Michael Westphal, a senior associate at the World Resources Institute (WRI), said that if countries could send a political message on coal now, "it would really set the table for Paris."
Subsidizing health problems?
The lead author of a new study looking at the social impact of coal plants that were originated with export credit agency dollars, Westphal said WRI found just 20 such plants caused as much as $32 billion in annual health damages. The study found that South Korea is behind about $6.4 billion of those damages alone, mostly due to its association with a massive new coal project in India.
"Most local air pollution costs are borne by recipient countries," Westphal said. "It’s not the OECD countries that are bearing these costs; it’s the recipient countries."
Jieon Lee, climate and energy coordinator with the Korea Federation for Environmental Movements, said in an email to ClimateWire that South Korea’s embrace of coal is inconsistent with its hosting of the multibillion-dollar Green Climate Fund, aimed at supporting low-carbon development. He called it an "irony" that the Export-Import Bank of Korea applied to be an implementing arm of that fund.
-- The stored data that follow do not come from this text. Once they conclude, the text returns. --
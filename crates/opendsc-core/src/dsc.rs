//! The enforcement binary's JSON stdout/stderr contract
//!
//! The child's stdout is a single JSON result document; its stderr is
//! line-delimited JSON trace messages. Both are parsed with static shapes;
//! a stdout document that does not match is a hard failure, never a
//! best-effort fallback.

use serde::{Deserialize, Serialize};
use serde_json::Value;

use crate::error::{Error, Result};

/// Parsed result document from the enforcement binary's stdout
#[derive(Debug, Clone, Serialize, Deserialize)]
pub struct DscResult {
    /// Exit code the child reported inside the document
    #[serde(rename = "exitCode", default)]
    pub exit_code: i32,
    /// Per-resource outcomes
    #[serde(default)]
    pub results: Vec<ResourceResult>,
    /// Run metadata
    #[serde(default)]
    pub metadata: ResultMetadata,
    /// Whether any resource reported an error
    #[serde(rename = "hadErrors", default)]
    pub had_errors: bool,
}

/// Outcome of a single resource
#[derive(Debug, Clone, Serialize, Deserialize)]
pub struct ResourceResult {
    /// Resource type, e.g. `OpenDSC/File`
    #[serde(rename = "type")]
    pub resource_type: String,
    /// Instance name
    pub name: String,
    /// Embedded test/set result
    #[serde(default)]
    pub result: ResourceState,
}

/// Embedded per-resource state
#[derive(Debug, Clone, Default, Serialize, Deserialize)]
pub struct ResourceState {
    /// `null` means the resource could not determine its state and counts
    /// as not in desired state
    #[serde(rename = "inDesiredState", default)]
    pub in_desired_state: Option<bool>,
    /// Properties the set phase changed
    #[serde(rename = "changedProperties", default)]
    pub changed_properties: Vec<String>,
    /// Raw per-resource payload
    #[serde(flatten)]
    pub extra: serde_json::Map<String, Value>,
}

/// Run-level metadata
#[derive(Debug, Clone, Default, Serialize, Deserialize)]
pub struct ResultMetadata {
    /// Resources that demand a restart to finish converging
    #[serde(rename = "restartRequired", default)]
    pub restart_required: Vec<String>,
    #[serde(flatten)]
    pub extra: serde_json::Map<String, Value>,
}

impl DscResult {
    /// Parse a stdout document; failures carry the first bytes for
    /// diagnostics
    pub fn parse(stdout: &[u8]) -> Result<Self> {
        serde_json::from_slice(stdout).map_err(|e| {
            let prefix_len = stdout.len().min(256);
            let prefix = String::from_utf8_lossy(&stdout[..prefix_len]);
            Error::ChildExecution(format!(
                "malformed result document: {} (first bytes: {:?})",
                e, prefix
            ))
        })
    }

    /// Test semantics: every resource reports in-desired-state true
    pub fn all_in_desired_state(&self) -> bool {
        self.results
            .iter()
            .all(|r| r.result.in_desired_state == Some(true))
    }

    /// Set semantics: success means no resource errored
    pub fn set_succeeded(&self) -> bool {
        !self.had_errors
    }

    /// Whether any resource requires a restart
    pub fn restart_required(&self) -> bool {
        !self.metadata.restart_required.is_empty()
    }
}

/// Severity levels used by trace messages
#[derive(Debug, Clone, Copy, PartialEq, Eq)]
pub enum TraceLevel {
    Error,
    Warn,
    Info,
    Debug,
    Trace,
}

impl TraceLevel {
    /// Unknown levels map to info
    pub fn from_name(name: &str) -> Self {
        match name.to_ascii_lowercase().as_str() {
            "error" => TraceLevel::Error,
            "warn" | "warning" => TraceLevel::Warn,
            "info" => TraceLevel::Info,
            "debug" => TraceLevel::Debug,
            "trace" => TraceLevel::Trace,
            _ => TraceLevel::Info,
        }
    }
}

/// One line-delimited JSON trace message from stderr
#[derive(Debug, Clone, Deserialize)]
pub struct TraceLine {
    #[serde(default)]
    pub timestamp: Option<String>,
    #[serde(default)]
    pub level: Option<String>,
    #[serde(default)]
    pub fields: TraceFields,
}

#[derive(Debug, Clone, Default, Deserialize)]
pub struct TraceFields {
    #[serde(default)]
    pub message: Option<String>,
    #[serde(flatten)]
    pub extra: serde_json::Map<String, Value>,
}

impl TraceLine {
    /// Parse one stderr line; `None` means the line was not JSON and should
    /// be logged verbatim at warning level
    pub fn parse(line: &str) -> Option<Self> {
        serde_json::from_str(line).ok()
    }

    /// Mapped severity of this message
    pub fn level(&self) -> TraceLevel {
        self.level
            .as_deref()
            .map(TraceLevel::from_name)
            .unwrap_or(TraceLevel::Info)
    }

    /// The message body, or empty when absent
    pub fn message(&self) -> &str {
        self.fields.message.as_deref().unwrap_or("")
    }
}

#[cfg(test)]
mod tests {
    use super::*;
    use serde_json::json;

    #[test]
    fn test_parse_result_document() {
        let doc = json!({
            "exitCode": 0,
            "hadErrors": false,
            "results": [
                {"type": "OpenDSC/File", "name": "motd", "result": {"inDesiredState": true}},
                {"type": "OpenDSC/Service", "name": "sshd", "result": {"inDesiredState": false}}
            ],
            "metadata": {"restartRequired": ["sshd"]}
        });
        let parsed = DscResult::parse(doc.to_string().as_bytes()).unwrap();
        assert_eq!(parsed.results.len(), 2);
        assert!(!parsed.all_in_desired_state());
        assert!(parsed.set_succeeded());
        assert!(parsed.restart_required());
    }

    #[test]
    fn test_null_desired_state_counts_as_drift() {
        let doc = json!({
            "exitCode": 0,
            "results": [
                {"type": "T", "name": "a", "result": {"inDesiredState": null}}
            ]
        });
        let parsed = DscResult::parse(doc.to_string().as_bytes()).unwrap();
        assert!(!parsed.all_in_desired_state());
    }

    #[test]
    fn test_empty_results_are_in_desired_state() {
        let parsed = DscResult::parse(br#"{"exitCode": 0, "results": []}"#).unwrap();
        assert!(parsed.all_in_desired_state());
    }

    #[test]
    fn test_malformed_document_carries_prefix() {
        let err = DscResult::parse(b"not json at all").unwrap_err();
        match err {
            Error::ChildExecution(msg) => assert!(msg.contains("not json")),
            other => panic!("expected ChildExecution, got {other:?}"),
        }
    }

    #[test]
    fn test_trace_line_parse() {
        let line = r#"{"timestamp":"2026-01-01T00:00:00Z","level":"WARN","fields":{"message":"slow resource"}}"#;
        let parsed = TraceLine::parse(line).unwrap();
        assert_eq!(parsed.level(), TraceLevel::Warn);
        assert_eq!(parsed.message(), "slow resource");
    }

    #[test]
    fn test_trace_unknown_level_maps_to_info() {
        let line = r#"{"level":"SHOUT","fields":{"message":"x"}}"#;
        assert_eq!(TraceLine::parse(line).unwrap().level(), TraceLevel::Info);
    }

    #[test]
    fn test_trace_non_json_line() {
        assert!(TraceLine::parse("panic: something broke").is_none());
    }
}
"The Korean government [justifies] its position by emphasizing the importance of the ‘energy welfare’ for the developing countries but what it really concerns is the profits of coal industry," Lee said.
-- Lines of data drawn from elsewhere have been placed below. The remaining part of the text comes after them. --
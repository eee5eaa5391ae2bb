//! Shared application state

use std::collections::HashSet;
use std::sync::Arc;
use std::time::Duration;

use moka::future::Cache;
use uuid::Uuid;

use opendsc_storage::{ContentStore, Repositories};

use crate::config::ServerConfig;

/// Cached authorization claims for one user
#[derive(Debug, Clone)]
pub struct UserClaims {
    pub user_id: Uuid,
    pub username: String,
    /// Role-derived global permission set (direct and group-derived)
    pub permissions: HashSet<String>,
    /// Groups the user belongs to
    pub groups: Vec<Uuid>,
}

/// Application state shared by all handlers
#[derive(Clone)]
pub struct AppState {
    pub repos: Repositories,
    pub content: ContentStore,
    pub config: Arc<ServerConfig>,
    /// Claims cache with a short TTL; entries are rebuilt from the database
    /// when they expire
    pub claims: Cache<Uuid, Arc<UserClaims>>,
}

impl AppState {
    pub fn new(repos: Repositories, content: ContentStore, config: ServerConfig) -> Self {
        let claims = Cache::builder()
            .time_to_live(Duration::from_secs(config.security.claims_cache_ttl_seconds))
            .max_capacity(10_000)
            .build();
        Self {
            repos,
            content,
            config: Arc::new(config),
            claims,
        }
    }
}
Erwin Jackson, CEO of the Climate Institute in Australia, called the Australian government’s position "perplexing and slightly surprising," since Turnbull’s new administration has a reputation for being more climate-friendly than his skeptic predecessor, Abbott.
"The only thing I can put this down to is, they were caught by surprise by the U.S.-Japan proposals and have not had a good hard look at the impacts of being seen as a negative force on the global stage," he said, adding, "It’s a knee-jerk reaction based on past ideology."
Officials with the Australian and South Korean governments did not respond to emailed requests by ClimateWire for comment. A spokesperson with the World Coal Association, which has been active in lobbying on the OECD debate, also declined to comment on the proposals. A White House official did not respond by press time.
Activists said all eyes now are on the European Union, which has a proposal of its own to curb coal financing that some of its members feel is stronger than the U.S.-Japan measure. But Schmidt argued that strategically, all countries that support a tougher measure should choose a single plan.
"The big question at this moment is whether Europeans will decide whether to throw their weight behind the U.S.-Japan proposal. If they do, it makes it a lot more uncomfortable for Australia and South Korea," he said. "If the E.U. is on board, I think it makes it hard for South Korea and Australia to block this."